> [EXERCISE] The answer must consist of every line in the records below that contains the string "packages".

-- -- --

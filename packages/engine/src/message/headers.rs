// packages/engine/src/message/headers.rs
//! Header helpers
//!
//! Headers are kept in a hyper [`HeaderMap`]: names are case-insensitive and
//! iterate in insertion order.

use crate::utils::errors::{InterceptError, Result};
use hyper::header::{HeaderMap, HeaderName, HeaderValue, CONTENT_LENGTH, CONTENT_TYPE};

/// Build a header map from name/value pairs, appending repeated names
pub fn header_map<I, N, V>(pairs: I) -> Result<HeaderMap>
where
    I: IntoIterator<Item = (N, V)>,
    N: AsRef<str>,
    V: AsRef<str>,
{
    let mut headers = HeaderMap::new();
    for (name, value) in pairs {
        append(&mut headers, name.as_ref(), value.as_ref())?;
    }
    Ok(headers)
}

/// Append one header, validating name and value
pub fn append(headers: &mut HeaderMap, name: &str, value: &str) -> Result<()> {
    let (name, value) = parse_pair(name, value)?;
    headers.append(name, value);
    Ok(())
}

/// Set one header, replacing previous values
pub fn set(headers: &mut HeaderMap, name: &str, value: &str) -> Result<()> {
    let (name, value) = parse_pair(name, value)?;
    headers.insert(name, value);
    Ok(())
}

fn parse_pair(name: &str, value: &str) -> Result<(HeaderName, HeaderValue)> {
    let name = HeaderName::from_bytes(name.trim().as_bytes())
        .map_err(|_| InterceptError::InvalidRequest(format!("invalid header name: {:?}", name)))?;
    let value = HeaderValue::from_str(value.trim()).map_err(|_| {
        InterceptError::InvalidRequest(format!("invalid header value for {}", name))
    })?;
    Ok((name, value))
}

/// Value of `name`, with repeated values joined by ", "
pub fn get_joined(headers: &HeaderMap, name: &str) -> Option<String> {
    let values: Vec<&str> = headers
        .get_all(name)
        .iter()
        .filter_map(|v| v.to_str().ok())
        .collect();

    if values.is_empty() {
        None
    } else {
        Some(values.join(", "))
    }
}

/// Render headers as a raw `name: value` block separated by CRLF
pub fn to_raw(headers: &HeaderMap) -> String {
    headers
        .keys()
        .filter_map(|name| get_joined(headers, name.as_str()).map(|v| format!("{}: {}", name, v)))
        .collect::<Vec<_>>()
        .join("\r\n")
}

/// Parse a raw header block as produced by `getAllResponseHeaders`.
/// Malformed lines are skipped.
pub fn parse_raw(raw: &str) -> HeaderMap {
    let mut headers = HeaderMap::new();
    for line in raw.split(['\r', '\n']) {
        if line.trim().is_empty() {
            continue;
        }
        let Some((name, value)) = line.split_once(':') else {
            continue;
        };
        let _ = append(&mut headers, name, value);
    }
    headers
}

/// Declared body length, if present and numeric
pub fn content_length(headers: &HeaderMap) -> Option<u64> {
    headers
        .get(CONTENT_LENGTH)
        .and_then(|v| v.to_str().ok())
        .and_then(|v| v.trim().parse().ok())
}

pub fn content_type(headers: &HeaderMap) -> Option<String> {
    get_joined(headers, CONTENT_TYPE.as_str())
}

#[cfg(test)]
mod tests {
    use super::*;

    #[test]
    fn test_case_insensitive_and_ordered() {
        let headers = header_map([
            ("X-First", "1"),
            ("content-type", "text/plain"),
            ("x-first", "2"),
        ])
        .unwrap();

        assert_eq!(get_joined(&headers, "x-FIRST").as_deref(), Some("1, 2"));
        assert_eq!(to_raw(&headers), "x-first: 1, 2\r\ncontent-type: text/plain");
    }

    #[test]
    fn test_invalid_header_name() {
        let err = header_map([("bad header", "x")]).unwrap_err();
        assert!(matches!(err, InterceptError::InvalidRequest(_)));
    }

    #[test]
    fn test_parse_raw() {
        let headers = parse_raw("Content-Type: application/json\r\nX-Trace: a: b\r\n\r\ngarbage\n");
        assert_eq!(content_type(&headers).as_deref(), Some("application/json"));
        assert_eq!(get_joined(&headers, "x-trace").as_deref(), Some("a: b"));
        assert_eq!(headers.len(), 2);
    }

    #[test]
    fn test_content_length() {
        let headers = header_map([("Content-Length", " 42 ")]).unwrap();
        assert_eq!(content_length(&headers), Some(42));
        assert_eq!(content_length(&HeaderMap::new()), None);
    }
}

-- -- --

> [TASK RESULT]
filename packages/engine/src/message/headers.rs
// packages/engine/src/message/headers.rs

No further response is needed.